Com os pés no chão, cabelos ao vento, sempre estava a correr, subindo e descendo árvores, lidando com os animais, comendo fruta do pé, sempre com os joelhos ralados, mas com o coração feliz. Eu era uma “menina do buxão”, que é como se chama criança arteira lá pras banda onde nasci!
Lá eu aprendi que saia fogo do céu de vez em quando, e água também, e o estrondo que esse fenômeno reverberava era assustador, mas com o tempo eu já conseguia perceber que depois ficava tudo bem, pois eu via que os matinhos ao redor da minha casa ficavam mais verdes, e tinha uma terra lá na beira do rio que ficava molinha e dava para afundar os pés dentro, até chegar no joelho!
Eu aprendi de onde vem o “bicho da goiaba” quando percebi que seres voadores gostavam de saboreá-la também!
Eu descobri que, antes da manga crescer, nascem flores bem cheirosas!
Descobri que antes de chover pode fazer um calor danado, e eu adorava a brisa fresca depois da chuva!
Aprendi que os animais podiam me machucar, apenas quando eu inocentemente invadia seu espaço, embora, às vezes, eu achasse que eles é que invadiam o meu!
Vi também que alguns podiam me alimentar, como as maravilhosas galinhas que sempre comiam milhos rapidamente no terreiro, e depois colocavam ovos deliciosos!
Lá eu percebi facilmente que a lua mudava de tamanho e que as nuvens, muito enxeridas, às vezes, cobriam as estrelas!
Doces foram esses tempos em que eu olhava para o horizonte e achava que o mundo terminava onde minha visão alcançava, e que se eu fosse até lá, eu poderia tocar o céu!
Foram vários verões e invernos percebendo as mudanças daquele cenário vivo, raras vezes um adulto precisava me falar muita coisa. Assim eu aprendi a viver as estações do ano. Pura magia!
Eu tinha o meu próprio jeito de ler tudo, estava sempre atenta! Eu aprendi a ler o mundo!
E esse foi o início de tudo! E quer leitura mais essencial? Usando as palavras do mestre Paulo Freire: “A leitura do mundo antecede a leitura da palavra.”
Foi no meu quintal que eu aprendi a ler e interpretar as coisas que eu via! E uma interpretação só é boa quando podemos sentir, compreender a realidade que está no nosso entorno, assim aprendemos a ler outras realidades, outros mundos.
Ficamos mais abertos ao mundo do outro, quando percebemos que o horizonte vai além do que imaginamos, um livro, um filme, a história que uma pessoa conta fica mais fácil de entender!

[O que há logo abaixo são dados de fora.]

// ══════════════════════════════════════════════════════════════
// Directory loading
// ══════════════════════════════════════════════════════════════

/// Load stages from `dir/*.txt` sorted by filename; fall back to the
/// embedded set when the directory is missing or empty.
pub fn load_stages(dir: &Path) -> Vec<StageDef> {
    let mut found: Vec<(String, StageDef)> = vec![];

    if let Ok(entries) = std::fs::read_dir(dir) {
        for entry in entries.flatten() {
            let path = entry.path();
            if path.extension().map_or(false, |e| e == "txt") {
                if let Ok(content) = std::fs::read_to_string(&path) {
                    if let Some(def) = StageDef::parse(&content) {
                        let filename = path
                            .file_name()
                            .unwrap_or_default()
                            .to_string_lossy()
                            .to_string();
                        found.push((filename, def));
                    }
                }
            }
        }
    }

    if found.is_empty() {
        return embedded_stages();
    }
    found.sort_by(|a, b| a.0.cmp(&b.0));
    found.into_iter().map(|(_, def)| def).collect()
}

// ══════════════════════════════════════════════════════════════
// Embedded fallback stages
// ══════════════════════════════════════════════════════════════

pub fn embedded_stages() -> Vec<StageDef> {
    [
        concat!(
            "@name Kindled Steps\n",
            "############################\n",
            "#                          #\n",
            "# f    R            b  w   #\n",
            "#####..####FFF####..########\n",
            "#                          #\n",
            "#   b        S        R    #\n",
            "####..####WWW####..#########\n",
            "#                          #\n",
            "#                 D        #\n",
            "#                 D        #\n",
            "#  R   S     b    D  E  S  #\n",
            "############################\n",
        ),
        concat!(
            "@name Counterweight Vault\n",
            "############################\n",
            "#                          #\n",
            "# f  w                R    #\n",
            "#####....######     ##..####\n",
            "#            TT    ^       #\n",
            "#                          #\n",
            "#                          #\n",
            "#                          #\n",
            "#   B     S        |  E  b #\n",
            "############################\n",
        ),
        concat!(
            "@name Ferry Crossing\n",
            "@platform 18,5 vertical\n",
            "############################\n",
            "#                          #\n",
            "# f  w               E     #\n",
            "########           #########\n",
            "#                          #\n",
            "#   R     P       P  b     #\n",
            "#                          #\n",
            "#####FFFFWWWWFFFFWW#########\n",
        ),
    ]
    .iter()
    .filter_map(|text| StageDef::parse(text))
    .collect()
}
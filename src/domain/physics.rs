/// Physics predicates and tuning — single source of truth.
///
/// Two distinct concepts, queried separately:
///   1. TERRAIN   — what a cell IS (the grid symbol)
///   2. OCCUPANCY — what overlay entity is THERE (crates, platforms,
///      characters), tracked in registries keyed by coordinate
///
/// Movement legality is a terrain question; support (who stands, who
/// falls) mixes terrain with platform occupancy. Both are pure functions
/// here so the step pass, the loader and the tests share one rule set.
///
/// ## Support specification
///
/// A character is grounded if ANY of:
///   - It sits at (or below) the bottom edge of the grid
///   - The tile below is wall, floor, or a spawn marker
///   - The tile below is the character's own safe terrain
///   - An active moving platform's rounded position is the cell below
///   - Its own cell is floor with empty space below (top of an internal
///     floor segment)
///
/// Crates and closed doors are deliberately absent from the ground set.

use super::entity::{Element, Platform};
use super::tile::Tile;

// ── Motion quantization constants ──

/// Accumulator magnitude at which a horizontal step is attempted.
pub const MOVE_THRESHOLD: f32 = 0.3;
/// Accumulator cost of one attempted horizontal step.
pub const MOVE_STEP: f32 = 0.5;
/// Per-tick decay of the horizontal accumulator when grounded with no input.
pub const GROUND_FRICTION: f32 = 0.8;
/// Airborne steering factor relative to ground speed. 1.0 = full control.
pub const AIR_CONTROL: f32 = 1.0;

/// Runtime-tunable physics constants, loaded from config.toml.
/// Units are tiles and seconds throughout.
#[derive(Clone, Copy, Debug)]
pub struct Tuning {
    pub gravity: f32,
    pub jump_power: f32,
    pub max_fall_speed: f32,
    pub move_speed: f32,
    pub platform_speed: f32,
    pub lift_speed: f32,
}

impl Default for Tuning {
    fn default() -> Self {
        Tuning {
            gravity: 25.0,
            jump_power: 11.0,
            max_fall_speed: 16.0,
            move_speed: 5.0,
            platform_speed: 2.0,
            lift_speed: 3.0,
        }
    }
}

// ── Terrain queries ──

/// Tile at (x, y). Anything outside the grid reads as empty space, so
/// malformed coordinates can never fail.
#[inline]
pub fn tile_at(tiles: &[Vec<Tile>], x: i32, y: i32) -> Tile {
    if x < 0 || y < 0 {
        return Tile::Empty;
    }
    tiles
        .get(y as usize)
        .and_then(|row| row.get(x as usize))
        .copied()
        .unwrap_or(Tile::Empty)
}

/// The kinds of entity that move through the grid. Occupiability rules
/// differ per kind, so they are parameterized here rather than scattered
/// through the movement code.
#[derive(Clone, Copy, Debug)]
pub enum Mover {
    Character { elem: Element, grounded: bool },
    Crate,
}

/// May a mover of this kind enter the given cell?
///
/// For characters this covers blocking geometry only: lethal terrain and
/// crate-pushing are resolved by the kinematics pass, which needs to act
/// (kill, push) rather than merely refuse the step.
pub fn can_enter(tile: Tile, mover: Mover) -> bool {
    match mover {
        Mover::Crate => matches!(tile, Tile::Empty | Tile::Switch),
        Mover::Character { grounded, .. } => {
            if tile.is_blocking() {
                return false;
            }
            // Floors block walking but are passable mid-air.
            !(tile == Tile::Floor && grounded)
        }
    }
}

// ── Occupancy queries ──

/// Is an active moving platform currently occupying cell (x, y)?
#[inline]
pub fn platform_at(platforms: &[Platform], x: i32, y: i32) -> bool {
    platforms.iter().any(|p| p.active && p.rounded() == (x, y))
}

// ── Support ──

/// Full ground test for a character at (x, y). See module docs.
pub fn is_grounded(
    tiles: &[Vec<Tile>],
    platforms: &[Platform],
    x: i32,
    y: i32,
    elem: Element,
) -> bool {
    let height = tiles.len() as i32;
    if y + 1 >= height {
        return true;
    }
    let below = tile_at(tiles, x, y + 1);
    if below.is_standable() || below.is_safe_terrain_for(elem) {
        return true;
    }
    if platform_at(platforms, x, y + 1) {
        return true;
    }
    // Standing on top of an internal floor segment.
    tile_at(tiles, x, y) == Tile::Floor && below == Tile::Empty
}

/// Ground test for a crate at (x, y): map bottom, wall, floor, switch,
/// or another crate below.
pub fn crate_supported(tiles: &[Vec<Tile>], x: i32, y: i32) -> bool {
    let height = tiles.len() as i32;
    if y + 1 >= height {
        return true;
    }
    tile_at(tiles, x, y + 1).supports_crate()
}
/// Entry point and game loop.

mod config;
mod domain;
mod sim;
mod ui;

use std::time::{Duration, Instant};

use crossterm::event::KeyCode;

use config::GameConfig;
use sim::event::GameEvent;
use sim::ranking::{RankingBoard, MAX_NAME_LEN};
use sim::stage::{self, StageDef};
use sim::step;
use sim::world::World;
use ui::input::InputState;
use ui::renderer::{Hud, Renderer};
use ui::sound::SoundEngine;

const FRAME_SLEEP: Duration = Duration::from_millis(5);

/// Phase tick budgets (at the default 50 ms tick).
const INTRO_TICKS: u32 = 24;
const CLEAR_TICKS: u32 = 30;
const DYING_TICKS: u32 = 20;

#[derive(Clone, Copy, PartialEq, Eq, Debug)]
enum Phase {
    Title,
    HowTo,
    Ranking,
    StageIntro,
    Playing,
    Dying,
    StageClear,
    NameEntry,
    GameComplete,
}

struct Session {
    phase: Phase,
    menu_cursor: usize,
    stages: Vec<StageDef>,
    stage_idx: usize,
    world: World,
    /// Whole-run clock; advances only while playing.
    elapsed: f32,
    /// Generic countdown for the transition phases.
    phase_ticks: u32,
    name_buf: String,
    board: RankingBoard,
}

impl Session {
    fn new(stages: Vec<StageDef>, config: &GameConfig) -> Self {
        let world = stages[0].instantiate(config.tuning);
        Session {
            phase: Phase::Title,
            menu_cursor: 0,
            stages,
            stage_idx: 0,
            world,
            elapsed: 0.0,
            phase_ticks: 0,
            name_buf: String::new(),
            board: RankingBoard::load(),
        }
    }
}

fn main() {
    let config = GameConfig::load();
    let stages = stage::load_stages(&config.stages_dir);
    if stages.is_empty() {
        eprintln!("No stages available.");
        return;
    }

    let mut session = Session::new(stages, &config);
    let mut renderer = Renderer::new();

    if let Err(e) = renderer.init() {
        eprintln!("Terminal init failed: {e}");
        return;
    }

    let sound = SoundEngine::new();

    let result = game_loop(&mut session, &mut renderer, sound.as_ref(), &config);

    if let Err(e) = renderer.cleanup() {
        eprintln!("Terminal cleanup failed: {e}");
    }

    if let Err(e) = result {
        eprintln!("Game error: {e}");
    }

    println!();
    println!("Thanks for playing Ember & Tide!");
}

fn game_loop(
    s: &mut Session,
    renderer: &mut Renderer,
    sound: Option<&SoundEngine>,
    config: &GameConfig,
) -> Result<(), Box<dyn std::error::Error>> {
    let mut kb = InputState::new();
    let mut last_tick = Instant::now();
    let tick_rate = Duration::from_millis(config.tick_rate_ms);
    let dt = config.tick_rate_ms as f32 / 1000.0;

    loop {
        kb.drain_events();

        if kb.ctrl_c_pressed() {
            break;
        }
        if handle_meta(s, &kb, sound, config) {
            break;
        }

        if last_tick.elapsed() >= tick_rate {
            match s.phase {
                Phase::Playing => {
                    let (fire, water) = kb.player_inputs();
                    let events = step::tick(&mut s.world, fire, water, dt);
                    s.elapsed += dt;
                    process_sound_events(sound, &events);

                    if events.iter().any(|e| matches!(e, GameEvent::StageCleared)) {
                        s.phase = Phase::StageClear;
                        s.phase_ticks = 0;
                    } else if s.world.any_player_dead() {
                        s.phase = Phase::Dying;
                        s.phase_ticks = 0;
                    }
                }
                Phase::StageIntro => {
                    s.phase_ticks += 1;
                    if s.phase_ticks >= INTRO_TICKS {
                        s.phase = Phase::Playing;
                    }
                }
                Phase::StageClear => {
                    s.phase_ticks += 1;
                    if s.phase_ticks >= CLEAR_TICKS {
                        finish_stage(s, config);
                    }
                }
                Phase::Dying => {
                    s.phase_ticks += 1;
                    if s.phase_ticks >= DYING_TICKS {
                        stage::restart_stage(&mut s.world, &s.stages[s.stage_idx]);
                        s.phase = Phase::StageIntro;
                        s.phase_ticks = 0;
                    }
                }
                _ => {}
            }
            last_tick = Instant::now();
        }

        render_phase(s, renderer)?;
        std::thread::sleep(FRAME_SLEEP);
    }

    Ok(())
}

fn render_phase(s: &Session, renderer: &mut Renderer) -> std::io::Result<()> {
    match s.phase {
        Phase::Title => renderer.render_title(s.menu_cursor, s.stages.len()),
        Phase::HowTo => renderer.render_howto(),
        Phase::Ranking => renderer.render_ranking(&s.board),
        Phase::NameEntry => renderer.render_name_entry(&s.name_buf, s.elapsed, s.world.deaths),
        Phase::GameComplete => {
            renderer.render_finale(s.elapsed, s.world.deaths, s.world.total_gems())
        }
        Phase::StageIntro | Phase::Playing | Phase::Dying | Phase::StageClear => {
            let hud = Hud {
                stage_name: &s.stages[s.stage_idx].name,
                stage_idx: s.stage_idx,
                stage_count: s.stages.len(),
                elapsed: s.elapsed,
            };
            let banner = match s.phase {
                Phase::StageIntro => Some("Get ready…".to_string()),
                Phase::Dying => Some("Perished — the stage resets".to_string()),
                Phase::StageClear => Some("Stage clear!".to_string()),
                _ => None,
            };
            renderer.render_playing(&s.world, &hud, banner.as_deref())
        }
    }
}

fn process_sound_events(sound: Option<&SoundEngine>, events: &[GameEvent]) {
    let sfx = match sound {
        Some(s) => s,
        None => return,
    };
    for event in events {
        match event {
            GameEvent::GemPicked { .. } => sfx.play_gem(),
            GameEvent::Jumped { .. } => sfx.play_jump(),
            GameEvent::SwitchPressed { .. } => sfx.play_switch(),
            GameEvent::PlayerDied { .. } => sfx.play_die(),
            GameEvent::StageCleared => sfx.play_clear(),
            _ => {}
        }
    }
}

// ── Run lifecycle ──

/// Start a fresh run from the given stage: new world, zeroed counters,
/// zeroed clock.
fn start_run(s: &mut Session, stage_idx: usize, config: &GameConfig) {
    s.stage_idx = stage_idx.min(s.stages.len() - 1);
    s.world = s.stages[s.stage_idx].instantiate(config.tuning);
    s.world.reset_counters();
    s.elapsed = 0.0;
    s.phase = Phase::StageIntro;
    s.phase_ticks = 0;
}

/// Advance past a cleared stage: next stage keeps the run counters, the
/// last stage ends the run (ranking entry when the time qualifies).
fn finish_stage(s: &mut Session, config: &GameConfig) {
    if s.stage_idx + 1 < s.stages.len() {
        s.stage_idx += 1;
        let gems = s.world.gems;
        let deaths = s.world.deaths;
        s.world = s.stages[s.stage_idx].instantiate(config.tuning);
        s.world.gems = gems;
        s.world.deaths = deaths;
        s.phase = Phase::StageIntro;
        s.phase_ticks = 0;
    } else if s.board.qualifies(s.elapsed) {
        s.name_buf.clear();
        s.phase = Phase::NameEntry;
    } else {
        s.phase = Phase::GameComplete;
    }
}

// ── Per-phase key handling ──

const KEYS_CONFIRM: &[KeyCode] = &[KeyCode::Enter, KeyCode::Char(' ')];
const KEYS_RESTART: &[KeyCode] = &[KeyCode::Char('r'), KeyCode::Char('R')];

/// Returns true when the program should quit.
fn handle_meta(
    s: &mut Session,
    kb: &InputState,
    sound: Option<&SoundEngine>,
    config: &GameConfig,
) -> bool {
    let confirm = kb.any_pressed(KEYS_CONFIRM);
    let esc = kb.any_pressed(&[KeyCode::Esc]);

    match s.phase {
        Phase::Title => {
            if kb.any_pressed(&[KeyCode::Up]) && s.menu_cursor > 0 {
                s.menu_cursor -= 1;
            }
            if kb.any_pressed(&[KeyCode::Down]) && s.menu_cursor < 3 {
                s.menu_cursor += 1;
            }
            if let Some(idx) = kb.stage_digit() {
                if idx < s.stages.len() {
                    start_run(s, idx, config);
                    return false;
                }
            }
            if confirm {
                match s.menu_cursor {
                    0 => start_run(s, 0, config),
                    1 => s.phase = Phase::HowTo,
                    2 => s.phase = Phase::Ranking,
                    _ => return true,
                }
            } else if esc || kb.any_pressed(&[KeyCode::Char('q'), KeyCode::Char('Q')]) {
                return true;
            }
        }

        Phase::HowTo | Phase::Ranking => {
            if confirm || esc {
                s.phase = Phase::Title;
            }
        }

        Phase::StageIntro => {
            if confirm {
                s.phase = Phase::Playing;
            } else if esc {
                s.phase = Phase::Title;
            }
        }

        Phase::Playing => {
            if kb.any_pressed(KEYS_RESTART) {
                stage::restart_stage(&mut s.world, &s.stages[s.stage_idx]);
                s.phase = Phase::StageIntro;
                s.phase_ticks = 0;
            } else if esc {
                s.phase = Phase::Title;
            }
        }

        Phase::Dying | Phase::StageClear => {
            // Transitions run on their own countdowns.
        }

        Phase::NameEntry => {
            for c in kb.typed_chars() {
                if s.name_buf.chars().count() < MAX_NAME_LEN {
                    s.name_buf.push(c);
                }
            }
            if kb.any_pressed(&[KeyCode::Backspace]) {
                s.name_buf.pop();
            }
            // Space is a typeable character here, so only Enter confirms.
            if kb.any_pressed(&[KeyCode::Enter]) && !s.name_buf.trim().is_empty() {
                s.board
                    .add(s.name_buf.trim(), s.elapsed, s.world.deaths);
                if let Err(e) = s.board.save() {
                    eprintln!("Warning: could not save rankings: {e}");
                }
                if let Some(sfx) = sound {
                    sfx.play_clear();
                }
                s.phase = Phase::Ranking;
            } else if esc {
                s.phase = Phase::GameComplete;
            }
        }

        Phase::GameComplete => {
            if confirm {
                s.phase = Phase::Title;
            } else if esc {
                return true;
            }
        }
    }

    false
}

Quando aprendemos a ler o nosso mundo, qualquer palavra fica fácil, qualquer realidade fica fácil de aceitar, pois o mundo é o que é, um lugar de intensas aprendizagens, e não só na infância mas, a vida inteira!
Vivenciar um quintal é encontrar nossa própria essência, experimentando a liberdade de ser!
O contato com a terra é uma oportunidade para que os nossos pequenos experimentem ser livres, o encontro com suas raízes, a leitura do mundo além de quatro paredes, a oportunidade de ler o que é real e simples! Só assim teremos seres realmente humanos e integrados!
“Fui alfabetizado no chão do quintal de minha casa, à sombra das mangueiras, com palavras do meu mundo, não do mundo maior dos meus pais. O chão foi o meu quadro-negro; gravetos, o meu giz.” FREIRE, Paulo. A importância do ato de ler. São Paulo: Cortez, 1982.